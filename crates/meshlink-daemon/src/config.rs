//! Daemon configuration

use serde::{Deserialize, Serialize};

use meshlink_common::TierCatalog;

/// Daemon configuration
#[derive(Debug, Clone, Serialize, Deserialize)]
pub struct DaemonConfig {
    /// HTTP listen address for the portal-facing API
    pub listen_addr: String,
    /// Durable session table location
    pub state_path: String,
    /// Subnets clients may authorize from; empty = no restriction
    pub client_subnets: Vec<String>,
    /// Seconds between reconciliation passes
    pub reconcile_interval_secs: u64,
    /// Seconds between quota meter polls
    pub meter_interval_secs: u64,
    /// Days terminal sessions are retained before archival
    pub archive_after_days: i64,
    /// Enforcement backend
    pub gateway: GatewayBackend,
    /// Tier catalog the portal sells
    pub tiers: TierCatalog,
}

/// Which enforcement backend to drive
#[derive(Debug, Clone, Serialize, Deserialize)]
#[serde(tag = "backend", rename_all = "lowercase")]
pub enum GatewayBackend {
    /// In-process sets, no kernel side effects (dry runs, tests)
    Memory,
    /// nftables named sets via the `nft` binary
    Nft {
        /// inet table holding the sets
        table: String,
        /// Global allow-set name
        allow_set: String,
    },
}

impl Default for DaemonConfig {
    fn default() -> Self {
        Self {
            listen_addr: "0.0.0.0:8080".into(),
            state_path: "/var/lib/meshlink/sessions.json".into(),
            client_subnets: vec!["10.0.0.0/24".into()],
            reconcile_interval_secs: 60,
            meter_interval_secs: 10,
            archive_after_days: 7,
            gateway: GatewayBackend::Nft {
                table: "meshlink".into(),
                allow_set: "allowed".into(),
            },
            tiers: TierCatalog::default(),
        }
    }
}

impl DaemonConfig {
    /// Load from file
    pub fn load(path: &str) -> Result<Self, std::io::Error> {
        let content = std::fs::read_to_string(path)?;
        serde_json::from_str(&content)
            .map_err(|e| std::io::Error::new(std::io::ErrorKind::InvalidData, e))
    }

    /// Save to file
    pub fn save(&self, path: &str) -> Result<(), std::io::Error> {
        let content = serde_json::to_string_pretty(self)
            .map_err(|e| std::io::Error::new(std::io::ErrorKind::InvalidData, e))?;
        std::fs::write(path, content)
    }

    /// Parsed client subnets (invalid entries are rejected at startup)
    pub fn parsed_subnets(&self) -> Result<Vec<ipnetwork::IpNetwork>, ipnetwork::IpNetworkError> {
        self.client_subnets.iter().map(|s| s.parse()).collect()
    }
}
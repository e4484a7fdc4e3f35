//! nftables-backed enforcement gateway
//!
//! Drives a named allow-set plus per-tier sets in an `inet` table via the
//! `nft` binary. The forwarding chain is provisioned by the host bootstrap
//! (outside this crate); sets are created with per-element counters, which
//! is where byte usage comes from. Removing an element drops its counter,
//! so a re-granted address always starts from zero.

use std::collections::HashSet;
use std::net::IpAddr;
use std::process::Output;

use async_trait::async_trait;
use tokio::process::Command;

use meshlink_common::ClientAddr;

use crate::enforce::{EnforceError, EnforcementGateway};

/// Gateway over nftables named sets
pub struct NftSetGateway {
    /// inet table holding the sets, e.g. "meshlink"
    table: String,
    /// Global allow-set consulted by the forward chain, e.g. "allowed"
    allow_set: String,
    /// Tier names; each maps to a set named `tier_<name>`
    tier_names: Vec<String>,
}

impl NftSetGateway {
    /// Build a gateway for the given table/set layout
    pub fn new(table: impl Into<String>, allow_set: impl Into<String>, tier_names: Vec<String>) -> Self {
        Self {
            table: table.into(),
            allow_set: allow_set.into(),
            tier_names,
        }
    }

    fn tier_set(tier: &str) -> String {
        format!("tier_{tier}")
    }

    async fn run(&self, args: &[&str]) -> Result<Output, EnforceError> {
        Command::new("nft")
            .args(args)
            .output()
            .await
            .map_err(|e| EnforceError::Backend(format!("nft spawn: {e}")))
    }

    /// Run an nft mutation, treating `tolerable` stderr fragments as success
    async fn run_mutation(&self, args: &[&str], tolerable: &str) -> Result<(), EnforceError> {
        let out = self.run(args).await?;
        if out.status.success() {
            return Ok(());
        }
        let stderr = String::from_utf8_lossy(&out.stderr);
        if stderr.contains(tolerable) {
            return Ok(());
        }
        Err(EnforceError::Backend(format!(
            "nft {}: {}",
            args.join(" "),
            stderr.trim()
        )))
    }

    async fn add_element(&self, set: &str, ip: IpAddr) -> Result<(), EnforceError> {
        let elem = format!("{{ {ip} }}");
        // Already-present element is an idempotent success
        self.run_mutation(
            &["add", "element", "inet", &self.table, set, &elem],
            "File exists",
        )
        .await
    }

    async fn delete_element(&self, set: &str, ip: IpAddr) -> Result<(), EnforceError> {
        let elem = format!("{{ {ip} }}");
        // Absent element is an idempotent success
        self.run_mutation(
            &["delete", "element", "inet", &self.table, set, &elem],
            "No such file or directory",
        )
        .await
    }

    async fn list_allow_set(&self) -> Result<Vec<(IpAddr, u64)>, EnforceError> {
        let out = self
            .run(&["-j", "list", "set", "inet", &self.table, &self.allow_set])
            .await?;
        if !out.status.success() {
            return Err(EnforceError::Backend(format!(
                "nft list set: {}",
                String::from_utf8_lossy(&out.stderr).trim()
            )));
        }
        parse_set_elements(&String::from_utf8_lossy(&out.stdout))
    }
}

/// Parse `nft -j list set` output into (address, counter-bytes) pairs.
///
/// Elements appear either as bare strings or as `{"elem": {"val": ...,
/// "counter": {"bytes": ...}}}` when the set carries per-element counters.
pub fn parse_set_elements(json: &str) -> Result<Vec<(IpAddr, u64)>, EnforceError> {
    let doc: serde_json::Value =
        serde_json::from_str(json).map_err(|e| EnforceError::Backend(format!("nft json: {e}")))?;

    let mut elements = Vec::new();
    let objects = doc
        .get("nftables")
        .and_then(|v| v.as_array())
        .ok_or_else(|| EnforceError::Backend("nft json: missing nftables array".into()))?;

    for obj in objects {
        let Some(set) = obj.get("set") else { continue };
        let Some(elems) = set.get("elem").and_then(|v| v.as_array()) else {
            continue;
        };
        for elem in elems {
            let (val, bytes) = match elem {
                serde_json::Value::String(s) => (s.as_str(), 0),
                other => {
                    let inner = other.get("elem").unwrap_or(other);
                    let Some(val) = inner.get("val").and_then(|v| v.as_str()) else {
                        continue;
                    };
                    let bytes = inner
                        .get("counter")
                        .and_then(|c| c.get("bytes"))
                        .and_then(|b| b.as_u64())
                        .unwrap_or(0);
                    (val, bytes)
                }
            };
            if let Ok(ip) = val.parse::<IpAddr>() {
                elements.push((ip, bytes));
            }
        }
    }
    Ok(elements)
}

#[async_trait]
impl EnforcementGateway for NftSetGateway {
    async fn grant(&self, addr: ClientAddr, tier: &str) -> Result<(), EnforceError> {
        self.add_element(&self.allow_set, addr.ip()).await?;
        self.add_element(&Self::tier_set(tier), addr.ip()).await
    }

    async fn revoke(&self, addr: ClientAddr) -> Result<(), EnforceError> {
        self.delete_element(&self.allow_set, addr.ip()).await?;
        // Membership in exactly one tier set is not tracked here; sweep all
        for tier in &self.tier_names {
            self.delete_element(&Self::tier_set(tier), addr.ip()).await?;
        }
        Ok(())
    }

    async fn list_granted(&self) -> Result<HashSet<IpAddr>, EnforceError> {
        Ok(self.list_allow_set().await?.into_iter().map(|(ip, _)| ip).collect())
    }

    async fn read_usage_bytes(&self, addr: ClientAddr) -> Result<u64, EnforceError> {
        Ok(self
            .list_allow_set()
            .await?
            .into_iter()
            .find(|(ip, _)| *ip == addr.ip())
            .map(|(_, bytes)| bytes)
            .unwrap_or(0))
    }

    async fn reset_usage(&self, addr: ClientAddr) -> Result<(), EnforceError> {
        let elem = format!("{{ {} }}", addr.ip());
        // Counters die with their element, so a missing element is fine
        self.run_mutation(
            &["reset", "element", "inet", &self.table, &self.allow_set, &elem],
            "No such file or directory",
        )
        .await
    }
}

#[cfg(test)]
mod tests {
    use super::*;

    #[test]
    fn test_parse_elements_with_counters() {
        let json = r#"{
            "nftables": [
                {"metainfo": {"version": "1.0.9"}},
                {"set": {
                    "family": "inet", "name": "allowed", "table": "meshlink",
                    "type": "ipv4_addr",
                    "elem": [
                        {"elem": {"val": "10.0.0.5", "counter": {"packets": 42, "bytes": 10240}}},
                        {"elem": {"val": "10.0.0.9", "counter": {"packets": 0, "bytes": 0}}}
                    ]
                }}
            ]
        }"#;

        let elems = parse_set_elements(json).unwrap();
        assert_eq!(elems.len(), 2);
        assert_eq!(elems[0], ("10.0.0.5".parse().unwrap(), 10240));
        assert_eq!(elems[1], ("10.0.0.9".parse().unwrap(), 0));
    }

    #[test]
    fn test_parse_bare_string_elements() {
        let json = r#"{"nftables": [{"set": {"name": "allowed", "elem": ["192.168.4.20"]}}]}"#;
        let elems = parse_set_elements(json).unwrap();
        assert_eq!(elems, vec![("192.168.4.20".parse().unwrap(), 0)]);
    }

    #[test]
    fn test_parse_empty_set() {
        let json = r#"{"nftables": [{"set": {"name": "allowed"}}]}"#;
        assert!(parse_set_elements(json).unwrap().is_empty());
    }

    #[test]
    fn test_parse_rejects_garbage() {
        assert!(parse_set_elements("not json").is_err());
        assert!(parse_set_elements(r#"{"other": []}"#).is_err());
    }
}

- What you should do
Tell me how many lines in the records above include the word "GatewayBackend"; the number is all that is needed.

- Solved exercise
3